Suele argumentarse, con razones informadas por la experiencia de la transición, que un programa tan ambicioso de reforma solo resulta viable a través de un gran consenso nacional. Si esto es cierto, pintan bastos. El drama para la ciudadanía hoy, drama que alimenta el creciente escepticismo hacia la política democrática, es que está obligada a elegir entre un partido que no quiere, el PP, y un partido que no puede, el PSOE.

Cuanto más tarden los socialistas en perfilar líder y programa más espacio dejarán a la contrarreforma de Rajoy

Aspavientos en Bruselas aparte, la ejecutoria del PP en estos dos años refleja una colusión entre David y Goliat. El fantasma del rescate justifica no solo la devaluación interna, sino también cambios legislativos que nos alejan todavía más de un modelo de crecimiento viable basado en innovación tecnológica y alta productividad. Los cambios se presentan como imposiciones inevitables que se amortiguan con logros como los recientes fondos para el empleo juvenil. Rajoy se presenta como el gran conseguidor en tiempos hostiles y Merkel, ante los suyos, como la gran barrera frente a la voracidad del sur.

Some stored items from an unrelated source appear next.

use std::io::BufRead;

use log::trace;

use crate::token::Token;

pub mod error;
pub(crate) mod scan;

pub use error::{LexError, LexResult};

/// Spaces per indentation level.
const INDENT_WIDTH: usize = 2;

const KEYWORDS: [(&str, Token); 12] = [
    ("class", Token::Class),
    ("return", Token::Return),
    ("if", Token::If),
    ("else", Token::Else),
    ("def", Token::Def),
    ("print", Token::Print),
    ("and", Token::And),
    ("or", Token::Or),
    ("not", Token::Not),
    ("None", Token::None),
    ("True", Token::True),
    ("False", Token::False),
];

const COMPARISONS: [(&str, Token); 4] = [
    ("==", Token::Eq),
    ("!=", Token::NotEq),
    ("<=", Token::LessOrEq),
    (">=", Token::GreaterOrEq),
];

const KNOWN_CHARS: &str = "=.,():+-*/<>";

/// Pull-model lexer with one token of lookahead.
///
/// Source is consumed one line at a time. Indentation is compared against a
/// running level each time a fresh line is entered; at most one `Indent` or
/// `Dedent` is produced per call, so a jump of several levels is drained over
/// several calls before the line's first real token appears.
pub struct Lexer<R> {
    input: R,
    line: String,
    pos: usize,
    line_number: usize,
    indentation: usize,
    token: Token,
}

impl<R: BufRead> Lexer<R> {
    pub fn new(input: R) -> LexResult<Self> {
        let mut lexer = Self {
            input,
            line: String::new(),
            pos: 0,
            line_number: 0,
            indentation: 0,
            token: Token::Eof,
        };
        lexer.next_token()?;
        Ok(lexer)
    }

    pub fn current_token(&self) -> &Token {
        &self.token
    }

    /// Advances to the next token and returns it.
    pub fn next_token(&mut self) -> LexResult<Token> {
        self.token = self.read_token()?;
        Ok(self.token.clone())
    }

    /// 1-based number of the source line the lexer is positioned on.
    pub fn line_number(&self) -> usize {
        self.line_number
    }

    fn read_token(&mut self) -> LexResult<Token> {
        if !self.line.is_empty() && scan::is_blank(&self.line[self.pos..]) {
            self.line.clear();
            self.pos = 0;
            return Ok(Token::Newline);
        }

        if self.line.is_empty() {
            self.fetch_line()?;
        }

        if self.pos == 0 {
            if let Some(token) = self.indentation_token()? {
                return Ok(token);
            }
            if self.line.is_empty() {
                return Ok(Token::Eof);
            }
        }

        let rest = &self.line[self.pos..];
        let trimmed = rest.trim_start_matches([' ', '\t']);
        let skipped = rest.len() - trimmed.len();
        let (token, consumed) = scan_token(trimmed, self.line_number)?;
        self.pos += skipped + consumed;
        Ok(token)
    }

    /// Loads the next non-blank line; leaves the buffer empty at end of input.
    fn fetch_line(&mut self) -> LexResult<()> {
        self.pos = 0;
        loop {
            self.line.clear();
            let read = self
                .input
                .read_line(&mut self.line)
                .map_err(|err| LexError::Input {
                    message: err.to_string(),
                    line: self.line_number + 1,
                })?;
            if read == 0 {
                self.line.clear();
                return Ok(());
            }
            self.line_number += 1;
            let content_len = self.line.trim_end_matches(['\n', '\r']).len();
            self.line.truncate(content_len);
            if !scan::is_blank(&self.line) {
                trace!("line {}: {:?}", self.line_number, self.line);
                return Ok(());
            }
        }
    }

    fn indentation_token(&mut self) -> LexResult<Option<Token>> {
        let spaces = scan::leading_spaces(&self.line);
        if self.line[spaces..].starts_with('\t') {
            return Err(LexError::TabIndentation {
                line: self.line_number,
            });
        }
        let target = spaces / INDENT_WIDTH;
        if target > self.indentation {
            self.indentation += 1;
            Ok(Some(Token::Indent))
        } else if target < self.indentation {
            self.indentation -= 1;
            Ok(Some(Token::Dedent))
        } else {
            Ok(None)
        }
    }
}

/// Recognizes one token at the start of `text`, returning it with the number
/// of bytes it spans. Rules are tried in a fixed priority order.
fn scan_token(text: &str, line: usize) -> LexResult<(Token, usize)> {
    let consumed = |rest: &str| text.len() - rest.len();

    if let Some((digits, rest)) = scan::take_number(text) {
        let value = digits
            .parse::<i64>()
            .map_err(|_| LexError::InvalidIntegerLiteral {
                literal: digits.to_string(),
                line,
            })?;
        return Ok((Token::Number(value), consumed(rest)));
    }
    if let Some((keyword, rest)) = scan::take_keyword(text, &KEYWORDS) {
        return Ok((keyword, consumed(rest)));
    }
    if let Some((name, rest)) = scan::take_identifier(text) {
        return Ok((Token::Identifier(name.to_string()), consumed(rest)));
    }
    if let Some((comparison, rest)) = scan::take_pattern(text, &COMPARISONS) {
        return Ok((comparison, consumed(rest)));
    }
    if let Some(c) = text.chars().next().filter(|c| KNOWN_CHARS.contains(*c)) {
        return Ok((Token::Char(c), c.len_utf8()));
    }
    for quote in ['\'', '"'] {
        match scan::take_quoted(text, quote) {
            Some(Ok((literal, rest))) => {
                return Ok((Token::String(literal.to_string()), consumed(rest)));
            }
            Some(Err(())) => return Err(LexError::UnterminatedString { line }),
            None => {}
        }
    }
    Err(LexError::UnrecognizedToken {
        remainder: text.to_string(),
        line,
    })
}

/// Collects every token of `input` up to and including the first `Eof`.
pub fn tokenize(input: &str) -> LexResult<Vec<Token>> {
    let mut lexer = Lexer::new(input.as_bytes())?;
    let mut tokens = vec![lexer.current_token().clone()];
    while *lexer.current_token() != Token::Eof {
        tokens.push(lexer.next_token()?);
    }
    Ok(tokens)
}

A juzgar por los hechos, el futuro se construye a base de recortar gasto en investigación y educación, perpetuar un sistema educativo anticuado y sin orientación práctica, limitar las políticas de formación y activación laboral al tiempo que se precariza al conjunto de la fuerza de trabajo, facilitar aún más la destrucción del litoral, aumentar la regresividad fiscal, socavar a través de los presupuestos la autonomía de comunidades autónomas, permitir la fuga masiva de licenciados y doctores y diezmar los pocos servicios públicos de calidad (sanidad) al no garantizar el relevo generacional de sus cuadros. Mientras tanto, las diputaciones siguen cumpliendo la preciada función de tejer redes clientelares y la incapacidad fiscal del Estado se retroalimenta con amnistías fiscales. Es obvio que el PP no quiere un nuevo modelo económico que altere la base de su coalición electoral. Y, sin embargo, ofrece consensos.

Su suerte es que tiene enfrente a una oposición incapaz, hipotecada por su historia reciente y sus luchas internas. El PSOE perdió la oportunidad de liderar el cambio de modelo económico en tiempos de superávit presupuestario y tuvo una reacción pésima a los inicios de la crisis. Ambas cosas limitan su credibilidad ante el electorado, como lo hace la extraña gestión del caso de los ERE en Andalucía. Su participación en consensos ante Europa es una estrategia razonable para ganar presencia, pero es inútil en la medida en que el PP no cree en las reformas que son realmente necesarias, y costosas. Los consensos a la carta son trampas para compartir costes y no ayudan a los ciudadanos a percibir que otra gestión de la crisis es posible. Es necesaria una ruptura y una alternativa discernible. Por eso, cuanto más tarde el PSOE en perfilar un discurso nuevo y sobre todo un candidato viable y en distanciarse claramente del reformismo popular, más espacio tendrá Rajoy para desarrollar su contrarreforma y peor nos irá a todos. El giro es urgente.

De otro modo, si la elección es entre la colusión con la austeridad o la incapacidad para superarla, el dilema, envenenado, empujará a muchos a los brazos de charlatanes populistas de variado ropaje ideológico. Los riesgos son muchos y las posibilidades de romper el círculo vicioso de la austeridad y la crisis de la política cada vez más escasas.

Sin un PSOE realmente renovado no hay alternativa; sin alternativa no hay política; y sin política no hay reformas que nos permitan mirar a Europa de otra manera.

Pablo Beramendi es profesor de Ciencia Política en Duke University.